Future looks bright for us.

 Go Dawgs!!!


----------



## killerv (Jan 9, 2018)

Woodsman69 said:


> Glad Georgia lost, fans are the worst.




I hate it for the players that they lost, but I know what you are saying. I like to see all of our Georgia teams do well, but it doesn't hurt my feeling when UGA loses...and that's because alot of the "fans" we have to be around. True UGA fans know the fans you and I are talking about. The dirtroad alumni that can be so obnoxious ...and there are a lot of them...you know..the ones that want you to actually think that they actually went to school there and could coach better than any coach Ga has ever had. "But its our state's school"...we have a lot of state school, why do you hate on the others so bad? Now hopefully they'll put their silly visors and UGA crocs up until next season. By the way, both my parents went to UGA. My oldest is a bama fan and his grandmother sent him a "told ya so" text at half time. Well....she's eating crow now.


----------



## specialk (Jan 9, 2018)

Painful to watch the ending....the dawg fans looked like oklahoma fans last week....the bama fans looked like, well, bama fans last week.....


----------



## king killer delete (Jan 9, 2018)

MudDucker said:


> The bad calls on both the legitimate blocked punt totally changed the momentum of the game.  He was clearly not offsides and Bama was moving before the snap.  The uncalled facemask and uncalled unsportsmanlike penalty on pushing Fromm's head down were icing on Bama's cake.  Saban should share the trophy with the refs.
> 
> That being said, we had our shot in overtime and didn't score a touchdown.  Parrish, who was scorched all night got scorched for the win.  Congratulations Bama!

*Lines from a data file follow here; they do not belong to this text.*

/*
 * `MetaConfigStore` is the facade over everything in `core`: it loads every
 * interface file from the configuration directory into memory, answers queries,
 * applies metadata mutations (names, aliases, enable/disable), adds interfaces
 * and peers, and commits the model back to disk through the serializer.
 *
 * File access and the external `wg` tool are injected as `ConfigFileOperations`
 * and `KeyToolOperations`, so the store itself does no I/O of its own. Integrity
 * warnings (checksum drift, redundant toggles) are logged and kept in
 * `warnings()`; they never abort an operation. Validation failures return an
 * error before anything in the model is touched.
 */
use super::alias_registry::AliasError;
use super::checksum_utils::{ChecksumStatus, compute_checksum, verify_checksum};
use super::client_config::{ClientConfigParams, render_client_config};
use super::config::StoreSettings;
use super::file_system::{ConfigFileOperations, FileSystemError, interface_name_from_path};
use super::key_tool::{KeyToolError, KeyToolOperations};
use super::line_classifier::{MetaPrefixes, PrefixError};
use super::models::{
    ALIAS_ATTRIBUTE, DEFAULT_METADATA_ATTRIBUTES, DISABLED_ATTRIBUTE, InterfaceConfig,
    NAME_ATTRIBUTE, PRIVATE_KEY_ATTRIBUTE, PUBLIC_KEY_ATTRIBUTE, Section, SectionType,
    flag_value, normalize_key, parse_flag,
};
use super::path_utils;
use super::section_parser::{ParseError, parse_interface_config};
use super::serializer::render_interface_config;
use std::collections::BTreeMap;
use std::path::{Path, PathBuf};
use std::sync::Arc;

const FALLBACK_CLIENT_ALLOWED_IPS: &str = "0.0.0.0/0";

#[derive(Debug)]
pub enum StoreError {
    Parse {
        interface: String,
        source: ParseError,
    },
    NoConfigFiles(PathBuf),
    InvalidPrefixes(PrefixError),
    InvalidInterface(String),
    InvalidIdentifier {
        interface: String,
        identifier: String,
    },
    InvalidAlias {
        interface: String,
        alias: String,
    },
    DuplicateInterface(String),
    DuplicateIdentifier {
        interface: String,
        identifier: String,
    },
    DuplicateAlias {
        interface: String,
        alias: String,
        identifier: String,
    },
    InvalidValue {
        attribute: String,
        value: String,
    },
    MissingPrivateKey(String),
    Io {
        path: PathBuf,
        source: FileSystemError,
    },
    KeyTool(KeyToolError),
}

impl From<PrefixError> for StoreError {
    fn from(err: PrefixError) -> Self {
        StoreError::InvalidPrefixes(err)
    }
}

impl From<KeyToolError> for StoreError {
    fn from(err: KeyToolError) -> Self {
        StoreError::KeyTool(err)
    }
}

impl std::fmt::Display for StoreError {
    fn fmt(&self, f: &mut std::fmt::Formatter<'_>) -> std::fmt::Result {
        match self {
            StoreError::Parse { interface, source } => {
                write!(f, "Failed to parse config for '{interface}': {source}")
            }
            StoreError::NoConfigFiles(dir) => write!(f, "No config files found in {dir:?}"),
            StoreError::InvalidPrefixes(e) => write!(f, "Invalid prefixes: {e}"),
            StoreError::InvalidInterface(interface) => write!(f, "Unknown interface: {interface}"),
            StoreError::InvalidIdentifier {
                interface,
                identifier,
            } => write!(f, "Unknown section '{identifier}' on interface '{interface}'"),
            StoreError::InvalidAlias { interface, alias } => {
                write!(f, "Unknown alias '{alias}' on interface '{interface}'")
            }
            StoreError::DuplicateInterface(interface) => {
                write!(f, "Interface '{interface}' already exists")
            }
            StoreError::DuplicateIdentifier {
                interface,
                identifier,
            } => write!(
                f,
                "Section '{identifier}' already exists on interface '{interface}'"
            ),
            StoreError::DuplicateAlias {
                interface,
                alias,
                identifier,
            } => write!(
                f,
                "Alias '{alias}' on interface '{interface}' is already bound to '{identifier}'"
            ),
            StoreError::InvalidValue { attribute, value } => {
                write!(f, "Invalid value '{value}' for attribute '{attribute}'")
            }
            StoreError::MissingPrivateKey(interface) => {
                write!(f, "Interface '{interface}' has no [Interface] PrivateKey")
            }
            StoreError::Io { path, source } => write!(f, "I/O error for {path:?}: {source}"),
            StoreError::KeyTool(e) => write!(f, "Key tool error: {e}"),
        }
    }
}

impl std::error::Error for StoreError {
    fn source(&self) -> Option<&(dyn std::error::Error + 'static)> {
        match self {
            StoreError::Parse { source, .. } => Some(source),
            StoreError::InvalidPrefixes(e) => Some(e),
            StoreError::Io { source, .. } => Some(source),
            StoreError::KeyTool(e) => Some(e),
            _ => None,
        }
    }
}
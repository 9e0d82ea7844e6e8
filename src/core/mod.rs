/*
 * This module consolidates the platform-agnostic logic of the tool: the line
 * classifier, section parser, alias registry, checksum and serializer that make
 * up the parse/mutate/serialize engine, the `MetaConfigStore` facade on top of
 * them, and the collaborator abstractions (`ConfigFileOperations`,
 * `KeyToolOperations`, `SettingsManagerOperations`) it is wired to.
 */
pub mod alias_registry;
pub mod checksum_utils;
pub mod client_config;
pub mod config;
pub mod file_system;
pub mod key_tool;
pub mod line_classifier;
pub mod models;
pub mod path_utils;
pub mod section_parser;
pub mod serializer;
pub mod store;


// Re-export the data model
pub use models::{InterfaceConfig, Section, SectionEntry, SectionType};

pub use alias_registry::{AliasError, AliasRegistry};
pub use checksum_utils::{ChecksumStatus, compute_checksum, verify_checksum};
pub use line_classifier::{MetaPrefixes, PrefixError};
pub use section_parser::{ParseError, parse_interface_config};
pub use serializer::render_interface_config;

// Re-export collaborator abstractions and their production implementations
pub use config::{CoreSettingsManager, SettingsError, SettingsManagerOperations, StoreSettings};
pub use file_system::{ConfigFileOperations, CoreConfigFiles, FileSystemError};
pub use key_tool::{CoreWgKeyTool, KeyPair, KeyToolError, KeyToolOperations};

pub use store::{
    IntegrityWarning, MetaConfigStore, PeerCredentials, PeerRequest, StoreError,
};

Georgia has nothing to worry about they will be back and that will be next year. I see Georgia and Alabama playing each other for a while. It proves that we have the Number 1 and number 2 team in the U.S. Go Dawgs and roll tide. Look what happened to Alabama last year. Georgia will have something to prove next year and I think they will prove it.


----------



## fairhopebama (Jan 9, 2018)

Great game Dawgs. Nothing but respect for What you all accomplished and for Kirby. Bright future for the Dawgs.


----------



## treemanjohn (Jan 9, 2018)

Nick Saban showed a ton of guts pulling a very successful quarterback at the half for a kid. Georgia had no running game, because Fromm had no passing game. They go hand-in-hand. He had no touch whatsoever. I kept waiting for Eason to come off the bench, but nothing happened


----------



## brownceluse (Jan 9, 2018)

fairhope said:


> Great game Dawgs. Nothing but respect for What you all accomplished and for Kirby. Bright future for the Dawgs.



Class! Congrats buddy heck of a game!! Go Dawgs!


----------



## doenightmare (Jan 9, 2018)

Congrats to both teams on a classic championship game. A shame that someone had to lose. Mebbe we will get a re-match next year.


----------



## Matthew6 (Jan 9, 2018)

in 2 years Tua will be nfl ready. and his younger brother will be trying to steal his job as a freshman. you heard it here first.


----------



## Matthew6 (Jan 9, 2018)

this kid is from a great and simple  loving family. unexpected but greatest storyline from this game.


----------



## Silver Britches (Jan 9, 2018)

Matthew6 said:


> in 2 years Tua will be nfl ready. and his younger brother will be trying to steal rims for money. you heard it here first.



Fixed it for you!


----------



## mrs. hornet22 (Jan 9, 2018)

Great game Dawgs! Will always be PROUD to be a Georgia Bulldawg! 
Go DAWGS!


----------



## Flash (Jan 9, 2018)

Matthew6 said:


> this kid is from a great and simple  loving family. unexpected but greatest storyline from this game.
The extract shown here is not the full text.